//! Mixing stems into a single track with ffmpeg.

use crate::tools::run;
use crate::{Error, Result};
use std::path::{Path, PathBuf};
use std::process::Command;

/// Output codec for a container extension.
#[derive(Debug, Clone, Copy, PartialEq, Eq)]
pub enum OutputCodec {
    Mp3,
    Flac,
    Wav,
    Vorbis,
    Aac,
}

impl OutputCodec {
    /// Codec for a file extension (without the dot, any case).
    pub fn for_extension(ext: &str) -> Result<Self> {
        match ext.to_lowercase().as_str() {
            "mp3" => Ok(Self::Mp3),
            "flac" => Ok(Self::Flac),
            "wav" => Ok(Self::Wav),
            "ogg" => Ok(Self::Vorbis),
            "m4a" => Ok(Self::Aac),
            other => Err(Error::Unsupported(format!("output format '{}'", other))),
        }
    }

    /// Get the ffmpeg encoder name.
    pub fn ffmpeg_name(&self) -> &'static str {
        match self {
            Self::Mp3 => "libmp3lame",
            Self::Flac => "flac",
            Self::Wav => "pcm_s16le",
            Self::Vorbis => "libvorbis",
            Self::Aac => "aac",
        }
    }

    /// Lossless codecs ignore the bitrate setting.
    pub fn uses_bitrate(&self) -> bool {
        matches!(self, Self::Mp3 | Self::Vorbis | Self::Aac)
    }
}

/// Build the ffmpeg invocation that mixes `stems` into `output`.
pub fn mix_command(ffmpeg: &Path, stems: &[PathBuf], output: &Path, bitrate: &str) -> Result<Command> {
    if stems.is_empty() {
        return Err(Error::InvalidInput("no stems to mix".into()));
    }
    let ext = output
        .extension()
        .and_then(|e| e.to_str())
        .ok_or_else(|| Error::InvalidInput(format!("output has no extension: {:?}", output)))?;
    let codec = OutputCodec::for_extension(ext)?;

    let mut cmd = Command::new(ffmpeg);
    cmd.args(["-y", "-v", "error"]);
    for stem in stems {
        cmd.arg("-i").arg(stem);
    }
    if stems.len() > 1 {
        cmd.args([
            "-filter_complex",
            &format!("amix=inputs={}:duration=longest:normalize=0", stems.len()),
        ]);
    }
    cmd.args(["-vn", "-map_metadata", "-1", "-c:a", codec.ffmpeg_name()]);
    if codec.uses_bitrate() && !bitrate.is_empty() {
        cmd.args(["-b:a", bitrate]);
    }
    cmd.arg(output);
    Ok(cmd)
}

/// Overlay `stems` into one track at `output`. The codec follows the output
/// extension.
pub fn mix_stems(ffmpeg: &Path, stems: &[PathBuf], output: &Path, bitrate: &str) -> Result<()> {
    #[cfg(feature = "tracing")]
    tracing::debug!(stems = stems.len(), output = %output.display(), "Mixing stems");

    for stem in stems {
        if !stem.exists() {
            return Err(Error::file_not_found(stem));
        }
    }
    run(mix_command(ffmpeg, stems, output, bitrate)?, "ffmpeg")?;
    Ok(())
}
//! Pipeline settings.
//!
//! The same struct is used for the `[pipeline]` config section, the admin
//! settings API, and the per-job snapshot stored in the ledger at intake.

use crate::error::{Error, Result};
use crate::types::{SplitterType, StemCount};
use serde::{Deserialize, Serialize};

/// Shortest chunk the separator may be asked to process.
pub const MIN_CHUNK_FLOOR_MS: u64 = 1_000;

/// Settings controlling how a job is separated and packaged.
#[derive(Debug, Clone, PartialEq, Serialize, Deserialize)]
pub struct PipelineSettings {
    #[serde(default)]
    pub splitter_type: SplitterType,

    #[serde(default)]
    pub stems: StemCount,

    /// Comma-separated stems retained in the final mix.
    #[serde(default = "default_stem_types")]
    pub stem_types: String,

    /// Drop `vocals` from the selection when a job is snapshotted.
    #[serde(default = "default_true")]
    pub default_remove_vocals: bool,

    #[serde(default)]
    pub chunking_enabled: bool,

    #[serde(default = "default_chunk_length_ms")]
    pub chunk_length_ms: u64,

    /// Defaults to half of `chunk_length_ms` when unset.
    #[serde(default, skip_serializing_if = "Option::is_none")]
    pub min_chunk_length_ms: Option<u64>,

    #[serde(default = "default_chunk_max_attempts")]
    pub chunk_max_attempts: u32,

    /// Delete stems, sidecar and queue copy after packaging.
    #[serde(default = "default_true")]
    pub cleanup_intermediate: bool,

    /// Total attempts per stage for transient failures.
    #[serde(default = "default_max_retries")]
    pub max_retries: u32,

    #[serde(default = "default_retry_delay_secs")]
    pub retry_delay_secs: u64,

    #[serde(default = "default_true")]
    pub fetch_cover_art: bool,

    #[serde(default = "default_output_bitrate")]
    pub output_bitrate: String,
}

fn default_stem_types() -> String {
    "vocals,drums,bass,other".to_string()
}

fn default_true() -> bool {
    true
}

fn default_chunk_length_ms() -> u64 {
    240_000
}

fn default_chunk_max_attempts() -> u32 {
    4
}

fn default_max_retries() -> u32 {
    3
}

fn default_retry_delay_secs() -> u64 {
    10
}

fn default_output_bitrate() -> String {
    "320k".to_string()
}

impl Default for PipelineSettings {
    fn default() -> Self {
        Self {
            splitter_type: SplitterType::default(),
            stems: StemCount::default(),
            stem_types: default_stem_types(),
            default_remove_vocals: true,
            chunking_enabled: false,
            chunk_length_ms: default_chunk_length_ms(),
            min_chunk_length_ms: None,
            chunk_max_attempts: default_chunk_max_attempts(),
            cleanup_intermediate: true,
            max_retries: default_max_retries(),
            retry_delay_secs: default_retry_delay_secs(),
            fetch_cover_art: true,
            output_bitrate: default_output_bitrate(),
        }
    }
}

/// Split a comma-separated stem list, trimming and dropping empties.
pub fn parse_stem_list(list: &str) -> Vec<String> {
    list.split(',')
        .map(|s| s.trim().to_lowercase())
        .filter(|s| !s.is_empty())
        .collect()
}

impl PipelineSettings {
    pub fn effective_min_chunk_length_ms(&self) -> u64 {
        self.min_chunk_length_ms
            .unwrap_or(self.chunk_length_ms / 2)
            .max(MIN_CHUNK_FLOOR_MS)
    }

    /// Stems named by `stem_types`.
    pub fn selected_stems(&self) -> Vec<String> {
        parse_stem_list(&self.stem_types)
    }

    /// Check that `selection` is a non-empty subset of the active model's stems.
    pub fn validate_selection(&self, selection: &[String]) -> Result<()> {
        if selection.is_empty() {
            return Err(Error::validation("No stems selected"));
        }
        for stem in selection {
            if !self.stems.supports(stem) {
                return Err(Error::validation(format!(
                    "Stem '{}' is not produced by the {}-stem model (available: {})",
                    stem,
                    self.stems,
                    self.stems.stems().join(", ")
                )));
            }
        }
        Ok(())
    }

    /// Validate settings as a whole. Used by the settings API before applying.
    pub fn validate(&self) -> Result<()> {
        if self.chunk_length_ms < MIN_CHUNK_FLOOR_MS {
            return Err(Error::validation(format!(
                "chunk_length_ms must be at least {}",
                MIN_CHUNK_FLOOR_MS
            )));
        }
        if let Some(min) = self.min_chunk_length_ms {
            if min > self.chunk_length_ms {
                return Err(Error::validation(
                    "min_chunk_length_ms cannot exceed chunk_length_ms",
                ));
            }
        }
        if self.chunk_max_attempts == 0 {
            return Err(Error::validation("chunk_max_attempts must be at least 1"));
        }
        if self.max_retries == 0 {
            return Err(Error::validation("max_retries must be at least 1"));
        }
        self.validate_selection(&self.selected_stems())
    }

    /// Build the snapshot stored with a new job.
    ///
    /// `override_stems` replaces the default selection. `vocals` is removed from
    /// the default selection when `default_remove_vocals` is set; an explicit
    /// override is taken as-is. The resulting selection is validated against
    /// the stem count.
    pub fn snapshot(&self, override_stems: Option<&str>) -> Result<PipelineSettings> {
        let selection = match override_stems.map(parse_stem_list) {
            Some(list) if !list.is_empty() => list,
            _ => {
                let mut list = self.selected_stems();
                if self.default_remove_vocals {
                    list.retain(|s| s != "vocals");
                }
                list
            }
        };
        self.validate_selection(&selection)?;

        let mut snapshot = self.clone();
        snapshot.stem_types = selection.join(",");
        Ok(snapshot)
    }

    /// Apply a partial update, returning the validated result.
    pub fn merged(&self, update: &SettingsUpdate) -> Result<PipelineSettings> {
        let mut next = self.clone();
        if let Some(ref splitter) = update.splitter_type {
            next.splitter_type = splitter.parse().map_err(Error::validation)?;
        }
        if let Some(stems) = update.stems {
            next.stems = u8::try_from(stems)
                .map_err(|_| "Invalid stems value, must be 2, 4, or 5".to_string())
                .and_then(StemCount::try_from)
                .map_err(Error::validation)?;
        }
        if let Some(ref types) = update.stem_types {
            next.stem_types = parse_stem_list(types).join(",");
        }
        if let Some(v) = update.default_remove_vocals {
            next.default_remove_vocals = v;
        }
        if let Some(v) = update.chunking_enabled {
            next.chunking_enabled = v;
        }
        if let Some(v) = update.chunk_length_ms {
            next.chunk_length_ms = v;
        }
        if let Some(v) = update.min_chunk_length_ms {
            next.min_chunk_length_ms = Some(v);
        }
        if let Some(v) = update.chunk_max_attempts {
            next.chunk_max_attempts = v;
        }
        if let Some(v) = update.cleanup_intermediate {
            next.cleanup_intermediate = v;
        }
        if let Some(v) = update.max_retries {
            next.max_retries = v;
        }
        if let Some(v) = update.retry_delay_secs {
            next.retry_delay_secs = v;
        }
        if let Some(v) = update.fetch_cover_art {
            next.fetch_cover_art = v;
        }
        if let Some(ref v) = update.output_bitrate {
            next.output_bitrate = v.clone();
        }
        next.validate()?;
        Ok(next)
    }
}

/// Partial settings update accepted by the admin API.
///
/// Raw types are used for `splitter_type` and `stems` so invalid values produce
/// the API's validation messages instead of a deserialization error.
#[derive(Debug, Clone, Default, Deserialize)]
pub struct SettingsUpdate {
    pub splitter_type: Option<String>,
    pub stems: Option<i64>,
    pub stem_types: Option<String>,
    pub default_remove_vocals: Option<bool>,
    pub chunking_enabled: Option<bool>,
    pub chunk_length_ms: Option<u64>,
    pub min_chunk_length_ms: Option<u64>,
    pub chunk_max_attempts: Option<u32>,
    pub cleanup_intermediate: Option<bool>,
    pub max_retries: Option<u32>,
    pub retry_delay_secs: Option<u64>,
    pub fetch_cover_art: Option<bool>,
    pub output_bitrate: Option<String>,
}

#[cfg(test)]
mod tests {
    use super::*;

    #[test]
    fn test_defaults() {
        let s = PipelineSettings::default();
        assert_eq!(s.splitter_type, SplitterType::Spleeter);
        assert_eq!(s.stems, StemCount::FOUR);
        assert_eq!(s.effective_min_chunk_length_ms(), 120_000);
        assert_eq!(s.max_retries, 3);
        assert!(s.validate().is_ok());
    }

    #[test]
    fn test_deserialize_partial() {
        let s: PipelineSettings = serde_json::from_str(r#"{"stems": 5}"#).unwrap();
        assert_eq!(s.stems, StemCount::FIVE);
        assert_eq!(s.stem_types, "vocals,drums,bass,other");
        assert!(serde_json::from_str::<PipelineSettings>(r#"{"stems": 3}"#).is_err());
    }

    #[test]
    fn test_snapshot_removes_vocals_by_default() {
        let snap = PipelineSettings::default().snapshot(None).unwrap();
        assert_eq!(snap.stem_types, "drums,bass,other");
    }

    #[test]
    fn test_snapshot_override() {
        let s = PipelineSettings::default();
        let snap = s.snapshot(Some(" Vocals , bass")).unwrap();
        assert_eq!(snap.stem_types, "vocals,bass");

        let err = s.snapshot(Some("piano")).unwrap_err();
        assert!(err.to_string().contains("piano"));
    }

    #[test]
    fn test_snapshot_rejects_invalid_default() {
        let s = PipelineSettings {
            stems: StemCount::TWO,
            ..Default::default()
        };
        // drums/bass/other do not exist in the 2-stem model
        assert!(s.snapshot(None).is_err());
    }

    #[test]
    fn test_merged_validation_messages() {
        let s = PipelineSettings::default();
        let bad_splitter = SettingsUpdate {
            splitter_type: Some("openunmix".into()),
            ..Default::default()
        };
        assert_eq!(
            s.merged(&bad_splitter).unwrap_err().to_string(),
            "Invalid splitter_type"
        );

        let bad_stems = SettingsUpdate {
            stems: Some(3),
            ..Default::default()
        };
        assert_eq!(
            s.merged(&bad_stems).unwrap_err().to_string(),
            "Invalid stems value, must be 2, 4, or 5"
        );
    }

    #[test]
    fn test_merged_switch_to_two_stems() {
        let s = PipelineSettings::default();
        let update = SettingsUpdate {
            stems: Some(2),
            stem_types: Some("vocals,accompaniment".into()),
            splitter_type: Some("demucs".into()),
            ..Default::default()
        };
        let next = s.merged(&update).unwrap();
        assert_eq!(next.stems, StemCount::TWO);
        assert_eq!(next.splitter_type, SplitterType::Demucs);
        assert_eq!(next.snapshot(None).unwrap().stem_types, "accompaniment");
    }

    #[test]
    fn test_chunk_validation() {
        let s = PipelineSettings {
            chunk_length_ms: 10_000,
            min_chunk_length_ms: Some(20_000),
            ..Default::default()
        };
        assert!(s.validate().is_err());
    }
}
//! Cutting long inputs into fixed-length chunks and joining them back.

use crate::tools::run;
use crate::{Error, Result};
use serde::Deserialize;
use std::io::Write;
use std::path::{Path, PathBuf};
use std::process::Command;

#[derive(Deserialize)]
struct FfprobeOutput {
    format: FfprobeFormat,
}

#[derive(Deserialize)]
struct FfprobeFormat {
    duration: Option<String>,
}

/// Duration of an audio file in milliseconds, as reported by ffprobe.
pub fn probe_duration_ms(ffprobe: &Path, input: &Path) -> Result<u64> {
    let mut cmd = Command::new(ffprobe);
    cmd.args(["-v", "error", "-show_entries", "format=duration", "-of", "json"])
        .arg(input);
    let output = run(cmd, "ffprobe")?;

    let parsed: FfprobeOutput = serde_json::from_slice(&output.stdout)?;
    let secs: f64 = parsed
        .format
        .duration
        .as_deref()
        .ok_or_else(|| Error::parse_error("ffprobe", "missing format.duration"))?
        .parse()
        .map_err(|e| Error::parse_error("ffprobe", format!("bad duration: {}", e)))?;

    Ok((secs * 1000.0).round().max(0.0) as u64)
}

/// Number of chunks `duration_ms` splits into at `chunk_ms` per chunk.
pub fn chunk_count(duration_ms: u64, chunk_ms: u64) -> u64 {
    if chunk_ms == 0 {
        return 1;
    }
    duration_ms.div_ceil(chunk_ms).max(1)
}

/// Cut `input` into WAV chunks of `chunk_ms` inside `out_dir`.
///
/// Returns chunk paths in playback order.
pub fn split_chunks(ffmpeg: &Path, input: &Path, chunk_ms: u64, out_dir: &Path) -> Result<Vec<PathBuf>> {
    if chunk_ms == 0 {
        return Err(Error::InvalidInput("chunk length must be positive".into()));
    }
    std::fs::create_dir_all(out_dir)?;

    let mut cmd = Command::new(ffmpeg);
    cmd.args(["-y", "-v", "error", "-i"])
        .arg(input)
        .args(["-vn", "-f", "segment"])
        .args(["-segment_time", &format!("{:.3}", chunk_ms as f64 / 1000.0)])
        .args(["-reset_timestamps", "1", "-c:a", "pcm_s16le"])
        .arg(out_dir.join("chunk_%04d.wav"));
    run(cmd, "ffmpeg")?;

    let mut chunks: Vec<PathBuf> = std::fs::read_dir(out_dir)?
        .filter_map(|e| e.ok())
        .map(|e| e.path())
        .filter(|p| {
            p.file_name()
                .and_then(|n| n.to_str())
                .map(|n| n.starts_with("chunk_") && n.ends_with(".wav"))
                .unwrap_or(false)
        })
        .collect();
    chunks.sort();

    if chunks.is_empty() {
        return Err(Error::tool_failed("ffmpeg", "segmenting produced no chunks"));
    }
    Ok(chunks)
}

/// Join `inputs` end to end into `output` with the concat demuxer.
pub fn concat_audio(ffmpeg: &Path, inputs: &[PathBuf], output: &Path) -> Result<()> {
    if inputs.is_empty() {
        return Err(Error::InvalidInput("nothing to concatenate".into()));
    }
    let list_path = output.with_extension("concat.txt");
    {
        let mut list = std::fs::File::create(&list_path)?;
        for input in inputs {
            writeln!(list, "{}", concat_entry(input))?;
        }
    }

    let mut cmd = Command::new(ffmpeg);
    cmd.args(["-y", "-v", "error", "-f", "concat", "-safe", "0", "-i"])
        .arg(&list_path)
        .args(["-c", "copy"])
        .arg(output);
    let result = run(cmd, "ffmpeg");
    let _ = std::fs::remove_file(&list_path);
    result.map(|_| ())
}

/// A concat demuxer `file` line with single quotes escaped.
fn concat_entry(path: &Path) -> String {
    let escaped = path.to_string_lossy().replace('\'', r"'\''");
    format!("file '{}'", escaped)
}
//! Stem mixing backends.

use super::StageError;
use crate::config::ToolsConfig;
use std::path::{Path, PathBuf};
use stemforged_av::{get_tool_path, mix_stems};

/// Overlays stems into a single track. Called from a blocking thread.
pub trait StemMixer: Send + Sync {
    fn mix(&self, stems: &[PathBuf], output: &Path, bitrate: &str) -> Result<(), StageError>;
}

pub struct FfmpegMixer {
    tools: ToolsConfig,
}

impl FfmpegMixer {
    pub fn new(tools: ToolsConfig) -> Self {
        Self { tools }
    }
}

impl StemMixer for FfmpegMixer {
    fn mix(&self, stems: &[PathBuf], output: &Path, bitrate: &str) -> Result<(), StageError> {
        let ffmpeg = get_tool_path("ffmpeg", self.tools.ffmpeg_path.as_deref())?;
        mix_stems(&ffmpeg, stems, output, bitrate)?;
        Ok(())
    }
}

________________________________________

**Problem to solve**
Write out each line above with the word "that".

**Output below**
/// Build the ffmpeg invocation that mixes `stems` into `output`.
    /// Check that `selection` is a non-empty subset of the active model's stems.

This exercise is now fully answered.